Die Another Day Review

by Laura Clifford (laura AT reelingreviews DOT com)
November 21st, 2002

DIE ANOTHER DAY
---------------

After James Bond (Pierce Brosnan) is busted trying to nab Colonel Moon's (Will Yun Lee, "What's Cooking?") attempt to black market weapons in exchange for flawless South African diamonds, he spends fourteen months being tortured in North Korea before gaining his freedom in an MI6 swap for Moon's henchman Zao (Rick Yune, "The Fast and the Furious"). Then M (Judi Dench) coldly informs James they only got him out because the death of an American agent was attributed to his singing - he's persona non grata. Bond hooks up with Chinese Intelligence in a revenge mission to get Zao, who he discovers in Cuba undergoing a DNA transplant that will completely alter his appearance, coming back to "Die Another Day."

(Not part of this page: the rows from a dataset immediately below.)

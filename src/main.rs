use clap::Parser;
use taskspace::cli::commands::Cli;
use taskspace::cli::handlers;
use tracing_subscriber::EnvFilter;

fn main() {
    // Quiet unless RUST_LOG asks otherwise; stdout stays clean for --json
    tracing_subscriber::fmt()
        .with_env_filter(EnvFilter::try_from_default_env().unwrap_or_else(|_| EnvFilter::new("off")))
        .with_writer(std::io::stderr)
        .init();

    let cli = Cli::parse();
    let runtime = match tokio::runtime::Builder::new_current_thread()
        .enable_all()
        .build()
    {
        Ok(rt) => rt,
        Err(e) => {
            eprintln!("error: {}", e);
            std::process::exit(1);
        }
    };

    if let Err(e) = runtime.block_on(handlers::dispatch(cli)) {
        eprintln!("error: {}", e);
        std::process::exit(1);
    }
}
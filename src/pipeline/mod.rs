//! Optimistic mutation pipeline.
//!
//! A command is applied to the local store at once and yields the inverse
//! that undoes it plus the remote request that persists it. The pipeline
//! files the inverse under a ticket; `confirm` reconciles temp ids with the
//! server's and discards the inverse, `fail` runs it.

use std::collections::HashMap;

use chrono::{DateTime, Utc};
use tracing::{debug, info, warn};

use crate::error::OpError;
use crate::model::{BoardConfig, SpaceId, TaskId, TempIdGen};
use crate::persist::{PersistenceError, Request, Response};
use crate::store::Store;

pub mod command;

pub use command::Command;

pub type Ticket = u64;

/// Undo closure recorded when a command is applied
pub type Inverse = Box<dyn FnOnce(&mut Store, &Reconciled) + Send>;

/// Temp ids already confirmed, mapped to their server ids. Inverses resolve
/// captured ids through this so they still find entities confirmed after the
/// inverse was recorded.
#[derive(Debug, Default)]
pub struct Reconciled(HashMap<TaskId, TaskId>);

impl Reconciled {
    pub fn resolve(&self, id: &TaskId) -> TaskId {
        self.0.get(id).cloned().unwrap_or_else(|| id.clone())
    }

    fn record(&mut self, temp: TaskId, server: TaskId) {
        self.0.insert(temp, server);
    }

    /// Rename any restored temp ids whose entity has since been confirmed
    pub fn rekey_restored(&self, store: &mut Store, ids: &[TaskId]) {
        for id in ids {
            if let Some(server) = self.0.get(id)
                && store.rekey_task(id, server)
                && let Some(task) = store.task_mut(server)
            {
                task.is_unconfirmed = false;
            }
        }
    }
}

/// Result of applying a command locally
pub struct Applied {
    pub request: Request,
    pub inverse: Inverse,
    /// Temp ids introduced by the command
    pub created: Vec<TaskId>,
    /// Space whose local state can no longer be trusted if the request fails
    pub stale_on_failure: Option<SpaceId>,
}

/// What a confirmation changed locally
#[derive(Debug, Default, PartialEq)]
pub struct Confirmation {
    /// (temp id, server id) pairs rewritten in the store
    pub rekeyed: Vec<(TaskId, TaskId)>,
}

struct Pending {
    kind: &'static str,
    inverse: Inverse,
    created: Vec<TaskId>,
    stale_on_failure: Option<SpaceId>,
}

#[derive(Default)]
pub struct Pipeline {
    next_ticket: Ticket,
    pending: HashMap<Ticket, Pending>,
    reconciled: Reconciled,
    temp_ids: TempIdGen,
}

impl Pipeline {
    pub fn new() -> Self {
        Pipeline::default()
    }

    /// Apply `command` to the store. Returns None when the command changed
    /// nothing that needs persisting.
    pub fn begin(
        &mut self,
        store: &mut Store,
        command: Command,
        config: &BoardConfig,
        now: DateTime<Utc>,
    ) -> Result<Option<(Ticket, Request)>, OpError> {
        let kind = command.kind();
        let mut ctx = command::ApplyCtx {
            now,
            config,
            temp_ids: &mut self.temp_ids,
        };
        let Some(applied) = command.apply(store, &mut ctx)? else {
            debug!(kind, "nothing to persist");
            return Ok(None);
        };
        Ok(Some(self.register(kind, applied)))
    }

    /// File an already-applied mutation under a new ticket
    pub fn register(&mut self, kind: &'static str, applied: Applied) -> (Ticket, Request) {
        self.next_ticket += 1;
        let ticket = self.next_ticket;
        debug!(ticket, kind, request = applied.request.kind(), "mutation applied locally");
        self.pending.insert(
            ticket,
            Pending {
                kind,
                inverse: applied.inverse,
                created: applied.created,
                stale_on_failure: applied.stale_on_failure,
            },
        );
        (ticket, applied.request)
    }

    /// The server accepted the request behind `ticket`.
    pub fn confirm(&mut self, store: &mut Store, ticket: Ticket, response: Response) -> Confirmation {
        let Some(pending) = self.pending.remove(&ticket) else {
            debug!(ticket, "confirmation for unknown ticket ignored");
            return Confirmation::default();
        };
        let mut confirmation = Confirmation::default();
        match response {
            Response::Created(records) => {
                for record in records {
                    if !pending.created.contains(&record.client_id) {
                        debug!(ticket, client_id = %record.client_id, "unexpected record ignored");
                        continue;
                    }
                    let server_id = record.task.id.clone();
                    if record.client_id != server_id {
                        if !store.rekey_task(&record.client_id, &server_id) {
                            // Removed locally while the create was in flight
                            debug!(ticket, client_id = %record.client_id, "created task no longer present");
                            self.reconciled.record(record.client_id, server_id);
                            continue;
                        }
                        self.reconciled
                            .record(record.client_id.clone(), server_id.clone());
                        confirmation
                            .rekeyed
                            .push((record.client_id.clone(), server_id.clone()));
                    }
                    if let Some(task) = store.task_mut(&server_id) {
                        task.is_unconfirmed = false;
                        task.created_at = record.task.created_at;
                        task.updated_at = record.task.updated_at;
                    }
                }
            }
            Response::Task(server) => {
                if let Some(task) = store.task_mut(&server.id) {
                    task.updated_at = server.updated_at;
                }
            }
            Response::Space(_) | Response::Deleted(_) | Response::Done => {}
        }
        info!(ticket, kind = pending.kind, rekeyed = confirmation.rekeyed.len(), "mutation confirmed");
        confirmation
    }

    /// The request behind `ticket` failed: restore the pre-mutation state.
    /// Returns the space to mark stale, if the command asked for one.
    pub fn fail(
        &mut self,
        store: &mut Store,
        ticket: Ticket,
        error: &PersistenceError,
    ) -> Option<SpaceId> {
        let Some(pending) = self.pending.remove(&ticket) else {
            debug!(ticket, "failure for unknown ticket ignored");
            return None;
        };
        (pending.inverse)(store, &self.reconciled);
        warn!(ticket, kind = pending.kind, %error, "mutation rolled back");
        pending.stale_on_failure
    }

    /// Number of mutations awaiting a response
    pub fn in_flight(&self) -> usize {
        self.pending.len()
    }

    /// Server id for a confirmed temp id, or the id itself
    pub fn resolve(&self, id: &TaskId) -> TaskId {
        self.reconciled.resolve(id)
    }
}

Last year's Oscar winning Best Actress Halle Berry joins the Bond family as an American CIA operative, a 'good' Bond girl who is the first to be the man's equal. Berry's saucy, full-bodied performance gives this aging series a much needed kick, making "Die Another Day" one of the most entertaining Bonds in years.

After the opening sequence where Bond outmaneuevers Moon to his death in a hovercraft race over land mines, we're treated to a particularly stylish title credit sequence featuring fire and ice ladies, scorpions and flashes of Bond being tortured all to Madonna's theme song. After escaping MI6's hold in Hong Kong, Bond meets up with Jinx in Havana and his first bout of frisky sex in over a year. Bond finds Zao in a diabolical clinic that uses the DNA of those who won't be missed, but Zao, only partially transformed, escapes Bond. To Bond's surprise Zao also escapes Jinx, who makes a spectacular exit diving into the sea from a cliff top.

Back in London, Bond picks up the diamond trail with out-of-nowhere
entrepreneur
Gustav Graves (Toby Stephens, "Possession"), a showy adventurer who keeps his PR rep Miranda Frost (Rosamund Pike), an Olympic fencer in her own right, working overtime to keep him in the limelight. After a particularly vicious fencing duel, Graves invites Bond to Iceland, where he plans to demonstrate his latest boon to mankind. It's a good think James runs into Jinx again, because nothing is what it seems in the icy North and the British and American agents must join forces to stop world domination from an evil empire.

Brosnan's slowing down enough to make some of his action sequences seem a far stretch, but he's Bond in all other aspects. His wild man appearance on release from prison strongly recalls Connery's savage masculinity. A shave and a tux later, he's the suave, arch agent. Berry's just great as Jinx, a sexy, fully capable partner with a talent for put downs. Stephens, as a villain modeled on Bond himself, gives good sneer while Yune, with diamonds embedded in his face from Bond's Korean explosion, gives good icy stare. Dench returns providing gravity while Cleese is entertaining taking over the role of Q. Pike has interesting, fresh presence as Frost, but Michael Madsen, as Jinx's boss, seems out of place.
While director Lee Tamahori ("Along Came a Spider") gets good work from his cast, he shows weakness staging the action sequences. That fencing contest is a keeper, but a car chase inside an ice palace drags. The climatic finale is off kilter, with interior action not conveying the same dire predicament as exterior shots. Worse, the special effects are really subpar, with obvious blue screen work and one entire sequence, where Bond 'surfs' a melting ice cliff using jet car parts, so inept it looks more like an early computer model for the scene than anything
that should be appearing in a commercial feature.

The screenplay by Neal Purvis & Robert Wade ("The World Is Not Enough") features the usual double entendres ("I don't like cockfights," Madonna's fencing instructor, Verity, tells Bond and Graves), although a martini references falls deadly flat. They do show wit, though, with Bond's connection with Chinese Intelligence. Nods to Bonds past come via some amusing old gadgets in Q's workshop (including a lethal Beatle boot! - a nod to Austin Powers perhaps?), Jinx's homage to Ursala Andress's bikini and the return of the Astin Martin. Miss Moneypenny (Samantha Bond, "The World Is Not Enough"), though, is given a thoroughly modern method to show her lust for Bond.

"Die Another Day" is far from the best Bond, but it makes a good case that there's life in the old boy yet.